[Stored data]
+++++

//! Shell string builders shared by every generated remote script.
//!
//! Everything here is pure string composition. Scripts are executed by bash on the
//! remote host under `set -euo pipefail`.

use anyhow::{bail, Result};

/// Sentinel echoed when an existence probe fails.
pub const NOT_SET: &str = "notset";

/// Quote a word for bash.
///
/// Words made only of characters that are never special to the shell are returned as-is
/// so the generated scripts stay readable.
pub fn quote(word: &str) -> String {
    let is_plain = !word.is_empty()
        && word
            .chars()
            .all(|c| c.is_ascii_alphanumeric() || "_-./:,=@%+".contains(c));
    if is_plain {
        word.to_string()
    } else {
        format!("'{}'", word.replace('\'', "'\"'\"'"))
    }
}

/// Run `cmd` as root through `sudo bash -c`.
pub fn as_sudo(cmd: &str) -> String {
    format!("sudo {}", as_bash(cmd))
}

/// Run `cmd` through `bash -c` with strict error handling.
pub fn as_bash(cmd: &str) -> String {
    format!(
        "bash -c 'set -euo pipefail; {}'",
        cmd.replace('\'', "'\"'\"'")
    )
}

/// Join commands with `&&`, dropping empty fragments.
pub fn and_all<I, S>(parts: I) -> String
where
    I: IntoIterator<Item = S>,
    S: AsRef<str>,
{
    parts
        .into_iter()
        .filter(|p| !p.as_ref().trim().is_empty())
        .map(|p| p.as_ref().to_string())
        .collect::<Vec<_>>()
        .join(" && ")
}

/// Existence probe followed by a branch on the result.
///
/// The probe's stdout is captured; a failing probe yields [`NOT_SET`]. Output equal to
/// the sentinel selects the absent branch, anything else the present branch. A probe
/// whose own stdout could be the literal sentinel cannot be told apart from absence.
#[derive(Debug, Clone, PartialEq, Eq)]
pub struct ProbeThenAct {
    probe: String,
    present: Option<String>,
    absent: Option<String>,
}

impl ProbeThenAct {
    pub fn new(probe: impl Into<String>) -> Self {
        Self {
            probe: probe.into(),
            present: None,
            absent: None,
        }
    }

    pub fn when_present(mut self, script: impl Into<String>) -> Self {
        self.present = Some(script.into());
        self
    }

    pub fn when_absent(mut self, script: impl Into<String>) -> Self {
        self.absent = Some(script.into());
        self
    }

    fn capture(&self) -> String {
        format!(
            "\"$({} 2> /dev/null || echo '{}')\"",
            self.probe, NOT_SET
        )
    }

    pub fn render(&self) -> String {
        let probe = self.capture();
        match (&self.present, &self.absent) {
            (Some(present), Some(absent)) => format!(
                "if [ {} == \"{}\" ]; then {}; else {}; fi",
                probe, NOT_SET, absent, present
            ),
            (None, Some(absent)) => {
                format!("if [ {} == \"{}\" ]; then {}; fi", probe, NOT_SET, absent)
            }
            (Some(present), None) => {
                format!("if [ {} != \"{}\" ]; then {}; fi", probe, NOT_SET, present)
            }
            (None, None) => "true".to_string(),
        }
    }
}

/// Remove every entry inside `dir` except the names in `keep`. A missing dir is a no-op.
pub fn delete_dir_elements(dir: &str, keep: &[&str]) -> String {
    let dir = quote(dir);
    let excludes: String = keep
        .iter()
        .map(|k| format!(" ! -name {}", quote(k)))
        .collect();
    format!(
        "if [ -d {dir} ]; then find {dir} -mindepth 1 -maxdepth 1{excludes} -exec rm -rf -- {{}} +; fi"
    )
}

/// Move everything in `src` into `dst` (replacing `dst` contents), skipping `exclude`.
pub fn move_dir_elements(src: &str, dst: &str, exclude: &[&str]) -> String {
    let excludes: String = exclude
        .iter()
        .map(|e| format!(" --exclude={}", quote(e)))
        .collect();
    let src_q = quote(src);
    format!(
        "mkdir -p {dst} && if [ -d {src_q} ] && [ -n \"$(ls -A {src_q})\" ]; then rsync -a --delete-after --remove-source-files{excludes} {src_slash} {dst}; fi",
        dst = quote(dst),
        src_slash = quote(&format!("{}/", src.trim_end_matches('/'))),
    )
}

/// Delete every regular file under `dir` whose relative path is not in `files`.
pub fn only_files_in_dir(dir: &str, files: &[String]) -> Result<String> {
    if !dir.starts_with('/') {
        bail!("only_files_in_dir requires an absolute path: {}", dir);
    }
    let dir_q = quote(dir);
    let keep: String = files.iter().map(|f| format!(" {}", quote(f))).collect();
    Ok(format!(
        "mkdir -p {dir_q} && LC_ALL=C comm -23 <(find {dir_q} -type f -printf '%P\\n' | LC_ALL=C sort) <(printf '%s\\n'{keep} | LC_ALL=C sort) | xargs -r -d '\\n' -I '{{}}' rm -f -- {dir_q}/'{{}}'"
    ))
}

pub fn delete_dir_if_exists(dir: &str) -> String {
    let dir = quote(dir);
    format!("if [ -d {dir} ]; then rm -rf -- {dir}; fi")
}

+++++

THE PROBLEM: Find the lines above that contain the word "ProbeThenAct" and collect them.

RESPONSE TO THIS EXERCISE:
pub struct ProbeThenAct {
impl ProbeThenAct {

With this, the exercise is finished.